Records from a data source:
"""
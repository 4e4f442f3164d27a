pub mod auth;
pub mod generate;
pub mod sites;
use utoipa::openapi::security::{HttpAuthScheme, HttpBuilder, SecurityScheme};
use utoipa::{Modify, OpenApi};

use crate::modules::auth::model::{AuthResponse, LoginRequest, RegisterRequestDto, User};
use crate::modules::generate::model::{GenerateSiteRequest, GenerateSiteResponse, SiteSection};
use crate::modules::sites::model::{
    CreateSiteDto, PaginatedSitesResponse, Site, UpdateSiteDto,
};
use crate::utils::errors::{ErrorEnvelope, ErrorMessage};
use crate::utils::pagination::{PaginationMeta, PaginationParams};

#[derive(OpenApi)]
#[openapi(
    paths(
        crate::modules::auth::controller::register_user,
        crate::modules::auth::controller::login_user,
        crate::modules::auth::controller::refresh_session,
        crate::modules::auth::controller::logout_user,
        crate::modules::auth::controller::get_profile,
        crate::modules::sites::controller::create_site,
        crate::modules::sites::controller::get_sites,
        crate::modules::sites::controller::get_site,
        crate::modules::sites::controller::update_site,
        crate::modules::sites::controller::delete_site,
        crate::modules::sites::controller::publish_site,
        crate::modules::generate::controller::generate_site,
    ),
    components(
        schemas(
            User,
            RegisterRequestDto,
            LoginRequest,
            AuthResponse,
            Site,
            CreateSiteDto,
            UpdateSiteDto,
            PaginatedSitesResponse,
            GenerateSiteRequest,
            GenerateSiteResponse,
            SiteSection,
            ErrorEnvelope,
            ErrorMessage,
            PaginationMeta,
            PaginationParams,
        )
    ),
    modifiers(&SecurityAddon),
    tags(
        (name = "Authentication", description = "Sessions: register, login, refresh, logout"),
        (name = "Sites", description = "Generated site persistence"),
        (name = "Generation", description = "AI draft generation")
    ),
    info(
        title = "PUIUX Click API",
        version = "0.1.0",
        description = "Backend for the PUIUX Click site builder: conversational wizard, AI generation, and site persistence.",
        license(name = "MIT")
    )
)]
pub struct ApiDoc;

struct SecurityAddon;

impl Modify for SecurityAddon {
    fn modify(&self, openapi: &mut utoipa::openapi::OpenApi) {
        if let Some(components) = openapi.components.as_mut() {
            components.add_security_scheme(
                "bearer_auth",
                SecurityScheme::Http(
                    HttpBuilder::new()
                        .scheme(HttpAuthScheme::Bearer)
                        .bearer_format("JWT")
                        .build(),
                ),
            )
        }
    }
}
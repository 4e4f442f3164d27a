mod common;

use axum::body::Body;
use axum::http::{Request, StatusCode, header};
use common::test_app;
use puiux_click::config::environment::Environment;
use tower::ServiceExt;

fn get(uri: &str, cookie: Option<&str>) -> Request<Body> {
    let mut builder = Request::builder().method("GET").uri(uri);
    if let Some(cookie) = cookie {
        builder = builder.header(header::COOKIE, cookie);
    }
    builder.body(Body::empty()).unwrap()
}

fn location(response: &axum::response::Response) -> &str {
    response
        .headers()
        .get(header::LOCATION)
        .expect("redirect must carry a location")
        .to_str()
        .unwrap()
}

#[tokio::test]
async fn dashboard_without_cookie_redirects_to_login() {
    let app = test_app(Environment::Development);

    let response = app.oneshot(get("/dashboard", None)).await.unwrap();

    assert_eq!(response.status(), StatusCode::TEMPORARY_REDIRECT);
    assert_eq!(location(&response), "/login?redirect=/dashboard");
}

#[tokio::test]
async fn dashboard_with_cookie_passes_through() {
    let app = test_app(Environment::Development);

    let response = app
        .oneshot(get("/dashboard", Some("accessToken=abc")))
        .await
        .unwrap();

    assert_eq!(response.status(), StatusCode::OK);
}

#[tokio::test]
async fn dashboard_subpath_redirect_preserves_return_path() {
    let app = test_app(Environment::Development);

    let response = app.oneshot(get("/dashboard/sites", None)).await.unwrap();

    assert_eq!(response.status(), StatusCode::TEMPORARY_REDIRECT);
    assert_eq!(location(&response), "/login?redirect=/dashboard/sites");
}

#[tokio::test]
async fn login_with_cookie_honors_same_origin_redirect() {
    let app = test_app(Environment::Development);

    let response = app
        .oneshot(get(
            "/login?redirect=/dashboard/sites",
            Some("accessToken=abc"),
        ))
        .await
        .unwrap();

    assert_eq!(response.status(), StatusCode::TEMPORARY_REDIRECT);
    assert_eq!(location(&response), "/dashboard/sites");
}

#[tokio::test]
async fn login_with_cookie_rejects_external_redirect() {
    let app = test_app(Environment::Development);

    let response = app
        .oneshot(get(
            "/login?redirect=https://evil.example",
            Some("accessToken=abc"),
        ))
        .await
        .unwrap();

    assert_eq!(response.status(), StatusCode::TEMPORARY_REDIRECT);
    assert_eq!(location(&response), "/dashboard");
}

#[tokio::test]
async fn login_with_cookie_and_no_redirect_goes_to_landing() {
    let app = test_app(Environment::Development);

    let response = app
        .oneshot(get("/login", Some("accessToken=abc")))
        .await
        .unwrap();

    assert_eq!(response.status(), StatusCode::TEMPORARY_REDIRECT);
    assert_eq!(location(&response), "/dashboard");
}

#[tokio::test]
async fn login_without_cookie_renders_normally() {
    let app = test_app(Environment::Development);

    let response = app.oneshot(get("/login", None)).await.unwrap();

    assert_eq!(response.status(), StatusCode::OK);
}

#[tokio::test]
async fn api_paths_are_never_redirected() {
    let app = test_app(Environment::Development);

    // Unauthenticated API calls get an envelope, not a login bounce.
    let response = app.oneshot(get("/api/sites", None)).await.unwrap();

    assert_eq!(response.status(), StatusCode::UNAUTHORIZED);
}

#[tokio::test]
async fn asset_paths_are_never_redirected() {
    let app = test_app(Environment::Development);

    let response = app.oneshot(get("/favicon.ico", None)).await.unwrap();

    // No route serves it here; the point is the guard stays out of the way.
    assert_ne!(response.status(), StatusCode::TEMPORARY_REDIRECT);
}
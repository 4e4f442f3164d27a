use std::env;

#[derive(Clone, Debug)]
pub struct CorsConfig {
    pub allowed_origins: Vec<String>,
}

impl CorsConfig {
    pub fn from_env() -> Self {
        let allowed_origins = env::var("CORS_ALLOWED_ORIGINS")
            .unwrap_or_else(|_| "http://localhost:3000".to_string())
            .split(',')
            .map(|origin| origin.trim().to_string())
            .filter(|origin| !origin.is_empty())
            .collect();

        Self { allowed_origins }
    }
}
"""
▶ [Work order] Take the entries above and repeat them. Alter nothing.

▶ [Solution below]
repository 4e4f442f3164d27a
pub mod auth;
pub mod generate;
pub mod sites;
use utoipa::openapi::security::{HttpAuthScheme, HttpBuilder, SecurityScheme};
use utoipa::{Modify, OpenApi};

use crate::modules::auth::model::{AuthResponse, LoginRequest, RegisterRequestDto, User};
use crate::modules::generate::model::{GenerateSiteRequest, GenerateSiteResponse, SiteSection};
use crate::modules::sites::model::{
    CreateSiteDto, PaginatedSitesResponse, Site, UpdateSiteDto,
};
use crate::utils::errors::{ErrorEnvelope, ErrorMessage};
use crate::utils::pagination::{PaginationMeta, PaginationParams};

#[derive(OpenApi)]
#[openapi(
    paths(
        crate::modules::auth::controller::register_user,
        crate::modules::auth::controller::login_user,
        crate::modules::auth::controller::refresh_session,
        crate::modules::auth::controller::logout_user,
        crate::modules::auth::controller::get_profile,
        crate::modules::sites::controller::create_site,
        crate::modules::sites::controller::get_sites,
        crate::modules::sites::controller::get_site,
        crate::modules::sites::controller::update_site,
        crate::modules::sites::controller::delete_site,
        crate::modules::sites::controller::publish_site,
        crate::modules::generate::controller::generate_site,
    ),
    components(
        schemas(
            User,
            RegisterRequestDto,
            LoginRequest,
            AuthResponse,
            Site,
            CreateSiteDto,
            UpdateSiteDto,
            PaginatedSitesResponse,
            GenerateSiteRequest,
            GenerateSiteResponse,
            SiteSection,
            ErrorEnvelope,
            ErrorMessage,
            PaginationMeta,
            PaginationParams,
        )
    ),
    modifiers(&SecurityAddon),
    tags(
        (name = "Authentication", description = "Sessions: register, login, refresh, logout"),
        (name = "Sites", description = "Generated site persistence"),
        (name = "Generation", description = "AI draft generation")
    ),
    info(
        title = "PUIUX Click API",
        version = "0.1.0",
        description = "Backend for the PUIUX Click site builder: conversational wizard, AI generation, and site persistence.",
        license(name = "MIT")
    )
)]
pub struct ApiDoc;

struct SecurityAddon;

impl Modify for SecurityAddon {
    fn modify(&self, openapi: &mut utoipa::openapi::OpenApi) {
        if let Some(components) = openapi.components.as_mut() {
            components.add_security_scheme(
                "bearer_auth",
                SecurityScheme::Http(
                    HttpBuilder::new()
                        .scheme(HttpAuthScheme::Bearer)
                        .bearer_format("JWT")
                        .build(),
                ),
            )
        }
    }
}
repository 4e4f442f3164d27a
mod common;

use axum::body::Body;
use axum::http::{Request, StatusCode, header};
use common::test_app;
use puiux_click::config::environment::Environment;
use tower::ServiceExt;

fn get(uri: &str, cookie: Option<&str>) -> Request<Body> {
    let mut builder = Request::builder().method("GET").uri(uri);
    if let Some(cookie) = cookie {
        builder = builder.header(header::COOKIE, cookie);
    }
    builder.body(Body::empty()).unwrap()
}

fn location(response: &axum::response::Response) -> &str {
    response
        .headers()
        .get(header::LOCATION)
        .expect("redirect must carry a location")
        .to_str()
        .unwrap()
}

#[tokio::test]
async fn dashboard_without_cookie_redirects_to_login() {
    let app = test_app(Environment::Development);

    let response = app.oneshot(get("/dashboard", None)).await.unwrap();

    assert_eq!(response.status(), StatusCode::TEMPORARY_REDIRECT);
    assert_eq!(location(&response), "/login?redirect=/dashboard");
}

#[tokio::test]
async fn dashboard_with_cookie_passes_through() {
    let app = test_app(Environment::Development);

    let response = app
        .oneshot(get("/dashboard", Some("accessToken=abc")))
        .await
        .unwrap();

    assert_eq!(response.status(), StatusCode::OK);
}

#[tokio::test]
async fn dashboard_subpath_redirect_preserves_return_path() {
    let app = test_app(Environment::Development);

    let response = app.oneshot(get("/dashboard/sites", None)).await.unwrap();

    assert_eq!(response.status(), StatusCode::TEMPORARY_REDIRECT);
    assert_eq!(location(&response), "/login?redirect=/dashboard/sites");
}

#[tokio::test]
async fn login_with_cookie_honors_same_origin_redirect() {
    let app = test_app(Environment::Development);

    let response = app
        .oneshot(get(
            "/login?redirect=/dashboard/sites",
            Some("accessToken=abc"),
        ))
        .await
        .unwrap();

    assert_eq!(response.status(), StatusCode::TEMPORARY_REDIRECT);
    assert_eq!(location(&response), "/dashboard/sites");
}

#[tokio::test]
async fn login_with_cookie_rejects_external_redirect() {
    let app = test_app(Environment::Development);

    let response = app
        .oneshot(get(
            "/login?redirect=https://evil.example",
            Some("accessToken=abc"),
        ))
        .await
        .unwrap();

    assert_eq!(response.status(), StatusCode::TEMPORARY_REDIRECT);
    assert_eq!(location(&response), "/dashboard");
}

#[tokio::test]
async fn login_with_cookie_and_no_redirect_goes_to_landing() {
    let app = test_app(Environment::Development);

    let response = app
        .oneshot(get("/login", Some("accessToken=abc")))
        .await
        .unwrap();

    assert_eq!(response.status(), StatusCode::TEMPORARY_REDIRECT);
    assert_eq!(location(&response), "/dashboard");
}

#[tokio::test]
async fn login_without_cookie_renders_normally() {
    let app = test_app(Environment::Development);

    let response = app.oneshot(get("/login", None)).await.unwrap();

    assert_eq!(response.status(), StatusCode::OK);
}

#[tokio::test]
async fn api_paths_are_never_redirected() {
    let app = test_app(Environment::Development);

    // Unauthenticated API calls get an envelope, not a login bounce.
    let response = app.oneshot(get("/api/sites", None)).await.unwrap();

    assert_eq!(response.status(), StatusCode::UNAUTHORIZED);
}

#[tokio::test]
async fn asset_paths_are_never_redirected() {
    let app = test_app(Environment::Development);

    let response = app.oneshot(get("/favicon.ico", None)).await.unwrap();

    // No route serves it here; the point is the guard stays out of the way.
    assert_ne!(response.status(), StatusCode::TEMPORARY_REDIRECT);
}
repository 4e4f442f3164d27a
use std::env;

#[derive(Clone, Debug)]
pub struct CorsConfig {
    pub allowed_origins: Vec<String>,
}

impl CorsConfig {
    pub fn from_env() -> Self {
        let allowed_origins = env::var("CORS_ALLOWED_ORIGINS")
            .unwrap_or_else(|_| "http://localhost:3000".to_string())
            .split(',')
            .map(|origin| origin.trim().to_string())
            .filter(|origin| !origin.is_empty())
            .collect();

        Self { allowed_origins }
    }
}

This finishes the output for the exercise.